• _EXERCISE REQUIREMENTS_: Each line of the data below must be reproduced without any change.

• _DATA TO PROCESS_:
┌──

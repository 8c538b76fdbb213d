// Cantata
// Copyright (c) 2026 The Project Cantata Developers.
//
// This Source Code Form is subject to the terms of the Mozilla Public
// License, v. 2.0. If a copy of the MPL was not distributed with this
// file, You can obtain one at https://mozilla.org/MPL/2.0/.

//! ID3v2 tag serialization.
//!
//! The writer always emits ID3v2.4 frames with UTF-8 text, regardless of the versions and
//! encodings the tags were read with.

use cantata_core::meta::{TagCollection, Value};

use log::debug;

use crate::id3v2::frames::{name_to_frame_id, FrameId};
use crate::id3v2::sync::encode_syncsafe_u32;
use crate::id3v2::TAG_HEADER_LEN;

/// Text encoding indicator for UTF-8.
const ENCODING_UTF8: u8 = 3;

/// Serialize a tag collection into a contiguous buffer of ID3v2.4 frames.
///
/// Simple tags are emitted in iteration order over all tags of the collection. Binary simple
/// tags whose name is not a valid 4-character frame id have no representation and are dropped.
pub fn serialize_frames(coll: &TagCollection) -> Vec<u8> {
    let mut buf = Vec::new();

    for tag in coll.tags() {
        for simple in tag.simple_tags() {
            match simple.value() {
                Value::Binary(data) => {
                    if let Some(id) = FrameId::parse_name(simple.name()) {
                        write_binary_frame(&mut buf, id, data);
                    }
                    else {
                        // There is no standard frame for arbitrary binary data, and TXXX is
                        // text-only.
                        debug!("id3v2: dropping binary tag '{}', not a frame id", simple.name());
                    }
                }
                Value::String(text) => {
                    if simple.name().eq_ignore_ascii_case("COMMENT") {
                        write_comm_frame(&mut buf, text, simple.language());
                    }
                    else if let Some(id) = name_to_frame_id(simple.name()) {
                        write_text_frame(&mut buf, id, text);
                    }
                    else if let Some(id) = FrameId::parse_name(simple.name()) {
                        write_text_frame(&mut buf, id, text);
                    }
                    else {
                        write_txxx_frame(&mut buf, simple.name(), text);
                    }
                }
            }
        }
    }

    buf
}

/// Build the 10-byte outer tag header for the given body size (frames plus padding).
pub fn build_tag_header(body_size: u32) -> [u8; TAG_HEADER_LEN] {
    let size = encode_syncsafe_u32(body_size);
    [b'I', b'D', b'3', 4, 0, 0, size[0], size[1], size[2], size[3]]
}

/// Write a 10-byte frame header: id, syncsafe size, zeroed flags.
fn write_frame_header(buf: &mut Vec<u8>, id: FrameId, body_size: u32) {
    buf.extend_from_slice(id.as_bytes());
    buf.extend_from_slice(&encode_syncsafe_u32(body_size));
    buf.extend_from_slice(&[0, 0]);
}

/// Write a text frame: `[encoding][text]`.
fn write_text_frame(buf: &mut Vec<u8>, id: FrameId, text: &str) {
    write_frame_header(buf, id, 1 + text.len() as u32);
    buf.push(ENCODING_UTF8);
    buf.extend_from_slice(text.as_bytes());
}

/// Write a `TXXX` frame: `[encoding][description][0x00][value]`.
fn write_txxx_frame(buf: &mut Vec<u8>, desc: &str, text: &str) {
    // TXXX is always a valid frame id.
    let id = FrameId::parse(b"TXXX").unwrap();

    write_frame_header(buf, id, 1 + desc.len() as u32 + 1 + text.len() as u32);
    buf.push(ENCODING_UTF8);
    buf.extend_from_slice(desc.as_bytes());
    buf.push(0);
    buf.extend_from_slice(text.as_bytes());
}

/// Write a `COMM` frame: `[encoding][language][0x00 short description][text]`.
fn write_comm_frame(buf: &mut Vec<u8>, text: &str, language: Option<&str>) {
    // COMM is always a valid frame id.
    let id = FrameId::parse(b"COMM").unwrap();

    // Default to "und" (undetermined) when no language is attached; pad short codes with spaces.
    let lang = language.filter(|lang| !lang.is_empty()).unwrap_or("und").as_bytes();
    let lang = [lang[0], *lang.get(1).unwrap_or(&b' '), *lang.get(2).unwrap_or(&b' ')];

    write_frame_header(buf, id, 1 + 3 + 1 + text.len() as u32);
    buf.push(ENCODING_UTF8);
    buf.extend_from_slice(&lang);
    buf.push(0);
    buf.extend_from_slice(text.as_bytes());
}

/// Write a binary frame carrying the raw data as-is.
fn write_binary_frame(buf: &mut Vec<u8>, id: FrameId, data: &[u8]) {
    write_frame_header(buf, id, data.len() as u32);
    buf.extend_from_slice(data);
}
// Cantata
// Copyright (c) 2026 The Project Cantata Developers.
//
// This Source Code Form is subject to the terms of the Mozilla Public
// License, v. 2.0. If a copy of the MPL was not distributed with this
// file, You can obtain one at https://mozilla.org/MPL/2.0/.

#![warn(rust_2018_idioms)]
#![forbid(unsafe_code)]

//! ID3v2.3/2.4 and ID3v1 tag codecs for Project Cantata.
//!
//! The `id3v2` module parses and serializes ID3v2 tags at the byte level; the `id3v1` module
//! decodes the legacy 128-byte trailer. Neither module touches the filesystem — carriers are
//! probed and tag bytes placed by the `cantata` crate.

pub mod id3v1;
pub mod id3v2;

└──

• _TASK ANSWER_:
repository 8c538b76fdbb213d
// Cantata
// Copyright (c) 2026 The Project Cantata Developers.
//
// This Source Code Form is subject to the terms of the Mozilla Public
// License, v. 2.0. If a copy of the MPL was not distributed with this
// file, You can obtain one at https://mozilla.org/MPL/2.0/.

//! ID3v2 tag serialization.
//!
//! The writer always emits ID3v2.4 frames with UTF-8 text, regardless of the versions and
//! encodings the tags were read with.

use cantata_core::meta::{TagCollection, Value};

use log::debug;

use crate::id3v2::frames::{name_to_frame_id, FrameId};
use crate::id3v2::sync::encode_syncsafe_u32;
use crate::id3v2::TAG_HEADER_LEN;

/// Text encoding indicator for UTF-8.
const ENCODING_UTF8: u8 = 3;

/// Serialize a tag collection into a contiguous buffer of ID3v2.4 frames.
///
/// Simple tags are emitted in iteration order over all tags of the collection. Binary simple
/// tags whose name is not a valid 4-character frame id have no representation and are dropped.
pub fn serialize_frames(coll: &TagCollection) -> Vec<u8> {
    let mut buf = Vec::new();

    for tag in coll.tags() {
        for simple in tag.simple_tags() {
            match simple.value() {
                Value::Binary(data) => {
                    if let Some(id) = FrameId::parse_name(simple.name()) {
                        write_binary_frame(&mut buf, id, data);
                    }
                    else {
                        // There is no standard frame for arbitrary binary data, and TXXX is
                        // text-only.
                        debug!("id3v2: dropping binary tag '{}', not a frame id", simple.name());
                    }
                }
                Value::String(text) => {
                    if simple.name().eq_ignore_ascii_case("COMMENT") {
                        write_comm_frame(&mut buf, text, simple.language());
                    }
                    else if let Some(id) = name_to_frame_id(simple.name()) {
                        write_text_frame(&mut buf, id, text);
                    }
                    else if let Some(id) = FrameId::parse_name(simple.name()) {
                        write_text_frame(&mut buf, id, text);
                    }
                    else {
                        write_txxx_frame(&mut buf, simple.name(), text);
                    }
                }
            }
        }
    }

    buf
}

/// Build the 10-byte outer tag header for the given body size (frames plus padding).
pub fn build_tag_header(body_size: u32) -> [u8; TAG_HEADER_LEN] {
    let size = encode_syncsafe_u32(body_size);
    [b'I', b'D', b'3', 4, 0, 0, size[0], size[1], size[2], size[3]]
}

/// Write a 10-byte frame header: id, syncsafe size, zeroed flags.
fn write_frame_header(buf: &mut Vec<u8>, id: FrameId, body_size: u32) {
    buf.extend_from_slice(id.as_bytes());
    buf.extend_from_slice(&encode_syncsafe_u32(body_size));
    buf.extend_from_slice(&[0, 0]);
}

/// Write a text frame: `[encoding][text]`.
fn write_text_frame(buf: &mut Vec<u8>, id: FrameId, text: &str) {
    write_frame_header(buf, id, 1 + text.len() as u32);
    buf.push(ENCODING_UTF8);
    buf.extend_from_slice(text.as_bytes());
}

/// Write a `TXXX` frame: `[encoding][description][0x00][value]`.
fn write_txxx_frame(buf: &mut Vec<u8>, desc: &str, text: &str) {
    // TXXX is always a valid frame id.
    let id = FrameId::parse(b"TXXX").unwrap();

    write_frame_header(buf, id, 1 + desc.len() as u32 + 1 + text.len() as u32);
    buf.push(ENCODING_UTF8);
    buf.extend_from_slice(desc.as_bytes());
    buf.push(0);
    buf.extend_from_slice(text.as_bytes());
}

/// Write a `COMM` frame: `[encoding][language][0x00 short description][text]`.
fn write_comm_frame(buf: &mut Vec<u8>, text: &str, language: Option<&str>) {
    // COMM is always a valid frame id.
    let id = FrameId::parse(b"COMM").unwrap();

    // Default to "und" (undetermined) when no language is attached; pad short codes with spaces.
    let lang = language.filter(|lang| !lang.is_empty()).unwrap_or("und").as_bytes();
    let lang = [lang[0], *lang.get(1).unwrap_or(&b' '), *lang.get(2).unwrap_or(&b' ')];

    write_frame_header(buf, id, 1 + 3 + 1 + text.len() as u32);
    buf.push(ENCODING_UTF8);
    buf.extend_from_slice(&lang);
    buf.push(0);
    buf.extend_from_slice(text.as_bytes());
}

/// Write a binary frame carrying the raw data as-is.
fn write_binary_frame(buf: &mut Vec<u8>, id: FrameId, data: &[u8]) {
    write_frame_header(buf, id, data.len() as u32);
    buf.extend_from_slice(data);
}
// Cantata
// Copyright (c) 2026 The Project Cantata Developers.
//
// This Source Code Form is subject to the terms of the Mozilla Public
// License, v. 2.0. If a copy of the MPL was not distributed with this
// file, You can obtain one at https://mozilla.org/MPL/2.0/.

#![warn(rust_2018_idioms)]
#![forbid(unsafe_code)]

//! ID3v2.3/2.4 and ID3v1 tag codecs for Project Cantata.
//!
//! The `id3v2` module parses and serializes ID3v2 tags at the byte level; the `id3v1` module
//! decodes the legacy 128-byte trailer. Neither module touches the filesystem — carriers are
//! probed and tag bytes placed by the `cantata` crate.

pub mod id3v1;
pub mod id3v2;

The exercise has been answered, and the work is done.